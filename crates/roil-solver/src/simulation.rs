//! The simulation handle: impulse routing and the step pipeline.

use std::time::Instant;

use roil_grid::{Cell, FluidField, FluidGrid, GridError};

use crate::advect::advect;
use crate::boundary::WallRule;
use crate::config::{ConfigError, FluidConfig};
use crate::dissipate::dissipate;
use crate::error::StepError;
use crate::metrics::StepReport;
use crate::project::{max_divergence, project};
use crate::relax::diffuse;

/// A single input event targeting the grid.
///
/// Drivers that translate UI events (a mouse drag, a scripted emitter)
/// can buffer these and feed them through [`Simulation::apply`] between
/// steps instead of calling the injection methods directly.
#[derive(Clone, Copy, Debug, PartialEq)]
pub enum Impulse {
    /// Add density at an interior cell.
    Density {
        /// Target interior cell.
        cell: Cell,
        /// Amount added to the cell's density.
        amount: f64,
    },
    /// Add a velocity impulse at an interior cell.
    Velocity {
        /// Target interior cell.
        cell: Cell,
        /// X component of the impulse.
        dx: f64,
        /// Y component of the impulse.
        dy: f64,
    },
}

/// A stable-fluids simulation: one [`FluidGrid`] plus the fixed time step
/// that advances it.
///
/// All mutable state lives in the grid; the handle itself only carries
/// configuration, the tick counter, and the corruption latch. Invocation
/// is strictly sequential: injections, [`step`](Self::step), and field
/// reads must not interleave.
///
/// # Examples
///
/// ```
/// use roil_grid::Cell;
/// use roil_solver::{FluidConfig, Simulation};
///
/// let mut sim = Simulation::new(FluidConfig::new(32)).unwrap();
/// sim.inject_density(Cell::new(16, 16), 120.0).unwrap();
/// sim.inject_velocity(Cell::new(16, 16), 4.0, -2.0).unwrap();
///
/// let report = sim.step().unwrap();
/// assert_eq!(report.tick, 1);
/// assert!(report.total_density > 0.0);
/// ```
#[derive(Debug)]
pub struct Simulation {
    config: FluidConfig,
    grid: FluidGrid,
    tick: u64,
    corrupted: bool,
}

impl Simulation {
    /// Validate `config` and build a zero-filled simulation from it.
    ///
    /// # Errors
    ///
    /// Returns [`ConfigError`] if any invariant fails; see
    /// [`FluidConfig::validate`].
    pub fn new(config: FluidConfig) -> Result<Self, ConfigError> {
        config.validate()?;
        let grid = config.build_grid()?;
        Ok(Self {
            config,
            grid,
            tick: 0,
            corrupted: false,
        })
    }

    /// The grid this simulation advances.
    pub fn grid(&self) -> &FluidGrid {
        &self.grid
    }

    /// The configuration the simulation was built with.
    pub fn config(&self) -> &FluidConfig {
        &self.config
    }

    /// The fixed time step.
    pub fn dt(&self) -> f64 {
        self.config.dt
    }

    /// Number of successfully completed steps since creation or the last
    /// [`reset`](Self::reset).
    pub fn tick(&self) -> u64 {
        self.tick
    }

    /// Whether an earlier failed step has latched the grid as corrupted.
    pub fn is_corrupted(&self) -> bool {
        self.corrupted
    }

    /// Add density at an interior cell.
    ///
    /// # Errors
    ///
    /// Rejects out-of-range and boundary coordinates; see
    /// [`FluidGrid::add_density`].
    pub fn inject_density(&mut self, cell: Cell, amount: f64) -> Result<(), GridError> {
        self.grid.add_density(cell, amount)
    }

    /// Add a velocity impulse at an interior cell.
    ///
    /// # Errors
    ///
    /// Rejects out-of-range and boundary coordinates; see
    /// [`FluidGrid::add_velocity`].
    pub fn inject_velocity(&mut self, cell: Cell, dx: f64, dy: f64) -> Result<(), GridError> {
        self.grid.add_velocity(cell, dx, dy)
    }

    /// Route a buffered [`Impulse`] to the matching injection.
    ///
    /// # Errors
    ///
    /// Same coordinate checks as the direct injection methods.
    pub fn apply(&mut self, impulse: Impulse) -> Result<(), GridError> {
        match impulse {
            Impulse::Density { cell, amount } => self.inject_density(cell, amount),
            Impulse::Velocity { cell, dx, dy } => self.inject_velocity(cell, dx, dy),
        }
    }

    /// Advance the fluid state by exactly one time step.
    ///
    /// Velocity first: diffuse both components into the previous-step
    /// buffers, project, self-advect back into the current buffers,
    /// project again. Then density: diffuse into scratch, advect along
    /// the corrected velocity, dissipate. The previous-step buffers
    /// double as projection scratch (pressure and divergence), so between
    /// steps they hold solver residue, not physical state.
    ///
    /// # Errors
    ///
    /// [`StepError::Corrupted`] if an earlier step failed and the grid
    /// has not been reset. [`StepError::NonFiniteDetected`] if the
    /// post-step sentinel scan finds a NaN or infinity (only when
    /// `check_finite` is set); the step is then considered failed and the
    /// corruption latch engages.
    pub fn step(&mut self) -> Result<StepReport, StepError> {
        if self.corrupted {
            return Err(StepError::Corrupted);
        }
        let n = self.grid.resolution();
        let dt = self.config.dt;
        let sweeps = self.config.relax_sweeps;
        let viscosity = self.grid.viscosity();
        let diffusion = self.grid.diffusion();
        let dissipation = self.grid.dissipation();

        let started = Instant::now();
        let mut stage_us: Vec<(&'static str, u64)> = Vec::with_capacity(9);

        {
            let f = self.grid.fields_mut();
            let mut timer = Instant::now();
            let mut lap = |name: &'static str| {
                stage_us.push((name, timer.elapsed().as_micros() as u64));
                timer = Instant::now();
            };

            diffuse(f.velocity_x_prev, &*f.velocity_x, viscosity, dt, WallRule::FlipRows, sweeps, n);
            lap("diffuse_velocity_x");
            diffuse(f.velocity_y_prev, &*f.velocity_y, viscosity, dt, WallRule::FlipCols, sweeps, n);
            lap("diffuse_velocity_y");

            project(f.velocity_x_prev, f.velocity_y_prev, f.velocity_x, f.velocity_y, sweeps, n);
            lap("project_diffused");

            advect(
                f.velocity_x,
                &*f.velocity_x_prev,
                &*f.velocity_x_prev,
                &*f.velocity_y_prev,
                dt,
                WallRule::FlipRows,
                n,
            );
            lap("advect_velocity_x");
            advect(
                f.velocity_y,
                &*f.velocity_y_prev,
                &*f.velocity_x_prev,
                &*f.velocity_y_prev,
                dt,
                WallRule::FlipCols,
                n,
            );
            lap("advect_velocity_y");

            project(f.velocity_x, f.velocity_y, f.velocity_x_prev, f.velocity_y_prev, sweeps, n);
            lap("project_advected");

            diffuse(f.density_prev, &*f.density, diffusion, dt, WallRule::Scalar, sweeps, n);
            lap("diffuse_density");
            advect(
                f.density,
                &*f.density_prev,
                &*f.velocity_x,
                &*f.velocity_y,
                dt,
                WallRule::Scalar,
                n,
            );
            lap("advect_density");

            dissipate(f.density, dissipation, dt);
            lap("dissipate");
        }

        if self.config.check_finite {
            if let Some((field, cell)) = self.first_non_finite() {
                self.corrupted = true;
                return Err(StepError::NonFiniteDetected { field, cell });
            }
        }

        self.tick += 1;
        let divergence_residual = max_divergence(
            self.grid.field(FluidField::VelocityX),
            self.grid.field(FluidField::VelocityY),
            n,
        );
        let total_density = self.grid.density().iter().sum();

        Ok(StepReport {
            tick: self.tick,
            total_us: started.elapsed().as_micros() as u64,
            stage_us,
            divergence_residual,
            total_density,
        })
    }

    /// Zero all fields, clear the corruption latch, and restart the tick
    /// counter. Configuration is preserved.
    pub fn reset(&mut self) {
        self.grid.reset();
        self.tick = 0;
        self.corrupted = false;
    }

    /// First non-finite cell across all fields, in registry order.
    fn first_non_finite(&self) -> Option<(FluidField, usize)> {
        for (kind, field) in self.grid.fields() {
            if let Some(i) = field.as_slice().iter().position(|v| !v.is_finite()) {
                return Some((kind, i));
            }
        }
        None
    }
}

■ **Required work**: Report the lines above that contain "methods".

■ **Solution to the exercise**:
/// steps instead of calling the injection methods directly.
    /// Same coordinate checks as the direct injection methods.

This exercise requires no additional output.